A year from now, the Mexican peso will be trading at just under 18 to the US dollar, according to foreign exchange (FX) experts polled by Reuters.
The news agency polled 24 FX specialists between June 26 and July 1, asking them to forecast the USD:MXN rate 12 months from now.
The median estimate of the poll respondents was a USD:MXN rate of 17.78, a prediction that implies a slight depreciation of the peso over the next 12 months.
According to the Bank of Mexico, the peso closed at just under 17.50 to the dollar on Tuesday. A rate of 17.78 would represent a depreciation of 1.6% for the peso compared to the June 30 closing rate.
Reuters reported that “[e]xcept for a brief tumble at the start of 2020” — when the peso plummeted to around 25 to the dollar amid the then nascent COVID pandemic — Mexico’s currency “has traded between 16 and 22 per US dollar since July 2015, with a midpoint around 19.”
Citing its poll, the news agency wrote that the peso “will likely hold steady near the middle of its well-established trading range at least into the first half of 2027 … supported by foreign exchange market expectations for an economic recovery.”
After a quarter-over-quarter contraction in the first three months of the year, the Mexican economy grew 1.2% in April compared to March and 2.2% on an annual basis.
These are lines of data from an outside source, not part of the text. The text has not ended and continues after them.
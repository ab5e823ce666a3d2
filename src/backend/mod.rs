//! Backend abstraction layer
//!
//! Provides the collaborator traits the orchestrator consumes, plus a dummy
//! backend for headless runs and a Vulkan backend built on ash.

pub mod dummy;
pub mod traits;
pub mod types;

// Vulkan backend is only available on native platforms
#[cfg(not(target_arch = "wasm32"))]
pub mod vulkan;

pub use traits::*;
pub use types::*;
The International Monetary Fund forecasts that the Mexican economy will expand 1.6% this year. Reuters reported that Mexico’s economic outlook “remains weak due to uncertainty over the future of the U.S.-Mexico-Canada Agreement (USMCA) on trade,” which is currently subject to a trilateral review process.
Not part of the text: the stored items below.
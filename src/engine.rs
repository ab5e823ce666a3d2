//! Frame driver
//!
//! [`MultipassSample`] is the per-frame entry point the host loop calls:
//! [`Sample::on_frame`] applies option changes and paces, then
//! [`Sample::render_frame`] records geometry, lighting and post-processing and
//! presents the result.

use crate::backend::traits::*;
use crate::backend::types::TextureUsage;
use crate::config::{MultipassConfig, RuntimeState};
use crate::error::MultipassResult;
use crate::pacing::{FramePacer, Sleeper, ThreadSleeper};
use crate::pipeline::DeferredPipeline;
use crate::render_graph::{
    execute_batch, BarrierPolicy, BatchStats, PassBatch, PassRole, GBUFFER_ATTACHMENTS,
    POST_PROCESS_INPUTS,
};
use crate::resources::{RenderTarget, RenderTargetBuilder};
use crate::scene::SceneProvider;
use crate::ui;

/// Lifecycle of a sample driven by a host loop
pub trait Sample {
    /// Configure the surface before the first render target is built
    fn initialize(&mut self, surface: &mut dyn SurfaceProvider) -> MultipassResult<()>;

    /// Apply pending option changes and pace the frame. Returns the delta
    /// the rest of the frame should use.
    fn on_frame(&mut self, delta: f32) -> MultipassResult<f32>;

    /// Record one frame into `target` and present it
    fn render_frame(
        &mut self,
        recorder: &mut dyn CommandRecorder,
        target: &mut RenderTarget,
        surface: &mut dyn SurfaceProvider,
    ) -> MultipassResult<FrameStats>;

    /// Draw the sample's options window
    fn render_debug_ui(&mut self, ctx: &egui::Context);
}

/// What one frame recorded, per pass
#[derive(Debug, Clone, Copy, Default, PartialEq, Eq)]
pub struct FrameStats {
    pub geometry: BatchStats,
    pub lighting: BatchStats,
    pub post_process: BatchStats,
}

impl FrameStats {
    pub fn total(&self) -> BatchStats {
        let mut total = self.geometry;
        total += self.lighting;
        total += self.post_process;
        total
    }

    pub fn draws(&self) -> u32 {
        self.total().draws
    }

    pub fn barriers(&self) -> u32 {
        self.total().barriers
    }
}

/// Deferred pipeline with runtime-adjustable pass repetition
pub struct MultipassSample<S: Sleeper = ThreadSleeper> {
    config: MultipassConfig,
    pipeline: DeferredPipeline,
    state: RuntimeState,
    pacer: FramePacer<S>,
    scene: Box<dyn SceneProvider>,
}

impl MultipassSample<ThreadSleeper> {
    pub fn new(config: MultipassConfig, scene: Box<dyn SceneProvider>) -> MultipassResult<Self> {
        Self::with_pacer(config, scene, FramePacer::new())
    }
}

impl<S: Sleeper> MultipassSample<S> {
    pub fn with_pacer(
        config: MultipassConfig,
        scene: Box<dyn SceneProvider>,
        pacer: FramePacer<S>,
    ) -> MultipassResult<Self> {
        config.validate()?;
        Ok(Self {
            config,
            pipeline: DeferredPipeline::new()?,
            state: RuntimeState::new(),
            pacer,
            scene,
        })
    }

    /// Replace the runtime selections, e.g. with startup values
    pub fn with_state(mut self, state: RuntimeState) -> Self {
        self.state = state;
        self
    }

    pub fn config(&self) -> &MultipassConfig {
        &self.config
    }

    pub fn pipeline(&self) -> &DeferredPipeline {
        &self.pipeline
    }

    pub fn state(&self) -> &RuntimeState {
        &self.state
    }

    pub fn state_mut(&mut self) -> &mut RuntimeState {
        &mut self.state
    }

    pub fn pacer(&self) -> &FramePacer<S> {
        &self.pacer
    }

    /// Build the render target for the current surface configuration
    pub fn create_render_target(
        &self,
        device: &mut dyn GraphicsDevice,
        image: SurfaceImage,
    ) -> MultipassResult<RenderTarget> {
        RenderTargetBuilder::new(&self.config).build(device, image)
    }
}

impl<S: Sleeper> Sample for MultipassSample<S> {
    fn initialize(&mut self, surface: &mut dyn SurfaceProvider) -> MultipassResult<()> {
        let extent = surface.surface_extent();
        log::info!(
            "Initializing deferred multipass sample at {}x{}",
            extent.width,
            extent.height
        );
        surface.configure_usage(TextureUsage::COLOR_ATTACHMENT | TextureUsage::INPUT_ATTACHMENT)?;
        Ok(())
    }

    fn on_frame(&mut self, delta: f32) -> MultipassResult<f32> {
        self.state.apply_changes();
        Ok(self.pacer.pace(self.state.target_rate(), delta))
    }

    fn render_frame(
        &mut self,
        recorder: &mut dyn CommandRecorder,
        target: &mut RenderTarget,
        surface: &mut dyn SurfaceProvider,
    ) -> MultipassResult<FrameStats> {
        let iterations = self.state.iterations();

        let geometry = execute_batch(
            recorder,
            target,
            &PassBatch {
                pass: self.pipeline.get(PassRole::Geometry),
                iterations: iterations.geometry,
                barriers: BarrierPolicy::BetweenIterations(&GBUFFER_ATTACHMENTS),
                overlay: false,
            },
        )?;

        let lighting = execute_batch(
            recorder,
            target,
            &PassBatch {
                pass: self.pipeline.get(PassRole::Lighting),
                iterations: iterations.lighting,
                barriers: BarrierPolicy::BeforeEachIteration(&GBUFFER_ATTACHMENTS),
                overlay: self.config.ui_overlay,
            },
        )?;

        let post_process = execute_batch(
            recorder,
            target,
            &PassBatch {
                pass: self.pipeline.get(PassRole::PostProcess),
                iterations: iterations.post_process,
                barriers: BarrierPolicy::BeforeEachIteration(&POST_PROCESS_INPUTS),
                overlay: false,
            },
        )?;

        surface.present(target.presentable().texture())?;

        Ok(FrameStats {
            geometry,
            lighting,
            post_process,
        })
    }

    fn render_debug_ui(&mut self, ctx: &egui::Context) {
        let aspect_ratio = self.scene.camera_aspect_ratio();
        ui::show_options_window(ctx, &mut self.state, aspect_ratio);
    }
}

#[cfg(test)]
mod tests {
    use super::*;
    use crate::backend::dummy::{DummyDevice, DummySurface, RecordingRecorder};
    use crate::backend::types::Extent2d;
    use crate::config::OptionGroup;
    use crate::scene::FixedAspectScene;
    use std::time::Duration;

    #[derive(Debug, Default)]
    struct NoSleep(Vec<Duration>);

    impl Sleeper for NoSleep {
        fn sleep(&mut self, duration: Duration) {
            self.0.push(duration);
        }
    }

    fn sample() -> MultipassSample<NoSleep> {
        MultipassSample::with_pacer(
            MultipassConfig::default(),
            Box::new(FixedAspectScene { aspect_ratio: 1.5 }),
            FramePacer::with_sleeper(NoSleep::default()),
        )
        .unwrap()
    }

    #[test]
    fn test_initialize_requests_input_attachment_usage() {
        let mut sample = sample();
        let mut surface = DummySurface::new(Extent2d::new(64, 64));
        sample.initialize(&mut surface).unwrap();
        assert!(surface
            .usage()
            .contains(TextureUsage::COLOR_ATTACHMENT | TextureUsage::INPUT_ATTACHMENT));
    }

    #[test]
    fn test_frame_presents_presentable_attachment() {
        let mut sample = sample();
        let mut surface = DummySurface::new(Extent2d::new(64, 64));
        let mut device = DummyDevice::new();
        let mut recorder = RecordingRecorder::new();
        sample.initialize(&mut surface).unwrap();
        let image = surface.acquire_image().unwrap();
        let mut target = sample.create_render_target(&mut device, image).unwrap();

        let stats = sample
            .render_frame(&mut recorder, &mut target, &mut surface)
            .unwrap();

        assert_eq!(stats.draws(), 3);
        assert_eq!(stats.barriers(), 5);
        assert_eq!(stats.lighting.overlay_draws, 1);
        assert_eq!(surface.presented(), &[target.presentable().texture()]);
    }

    #[test]
    fn test_overlay_can_be_disabled() {
        let config = MultipassConfig {
            ui_overlay: false,
            ..Default::default()
        };
        let mut sample = MultipassSample::with_pacer(
            config,
            Box::new(FixedAspectScene { aspect_ratio: 1.0 }),
            FramePacer::with_sleeper(NoSleep::default()),
        )
        .unwrap();
        let mut surface = DummySurface::new(Extent2d::new(8, 8));
        let mut device = DummyDevice::new();
        let mut recorder = RecordingRecorder::new();
        sample.initialize(&mut surface).unwrap();
        let image = surface.acquire_image().unwrap();
        let mut target = sample.create_render_target(&mut device, image).unwrap();

        sample
            .render_frame(&mut recorder, &mut target, &mut surface)
            .unwrap();
        assert_eq!(recorder.overlay_count(), 0);
    }

    #[test]
    fn test_on_frame_applies_rate_change_immediately() {
        let mut sample = sample();
        sample.state_mut().select(OptionGroup::TargetFps, 3);
        let delta = sample.on_frame(0.001).unwrap();
        assert_eq!(delta, 1.0 / 60.0);
        assert_eq!(sample.pacer().sleeper().0, vec![Duration::from_millis(15)]);
    }
}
Analysts: Additional interest rate cuts could weaken the peso
Reuters reported that it was told by analysts that “the peso may soften if dovish policymakers push for the resumption of interest rate cuts, which would reduce carry trade flows to profit from Mexico’s relatively high cost of borrowing.”
However, rate cuts don’t appear likely in the near term.
The Bank of Mexico (Banxico) held its benchmark interest rate at 6.50% after a monetary policy meeting last week, and has indicated that it will maintain that rate in the near future.
The peso generally benefits from the difference between a higher interest in Mexico and a lower interest rate in the United States. The U.S. Federal Reserve’s federal funds rate is currently set at a 3.50%-3.75% range, meaning that it is 2.75%-3% lower than Banxico’s key rate. An additional interest rate cut in Mexico could reduce that gap and contribute to a weakening of the peso.
How did the peso perform in the first half of 2026?
According to Banxico, the peso closed at 18.00 to the US dollar on Dec. 31, 2025 and just under 17.50 on Tuesday June 30. Therefore the peso appreciated 2.85% during the first six months of 2026.
The USD:MXN closing rate on Tuesday was slightly higher than the 17.32 rate from May 26 that Mexico News Daily used for its most recent MND Peso Index™ analysis. After calculating an implied exchange rate from the prices of the same 20 goods and services in Mexico and the United States, MND determined that the peso was overvalued by just over 4% in late May.
Using the same implied rate — 18.02 pesos per dollar — the peso, at Tuesday’s closing rate of 17.50 to the dollar, is overvalued by around 3%.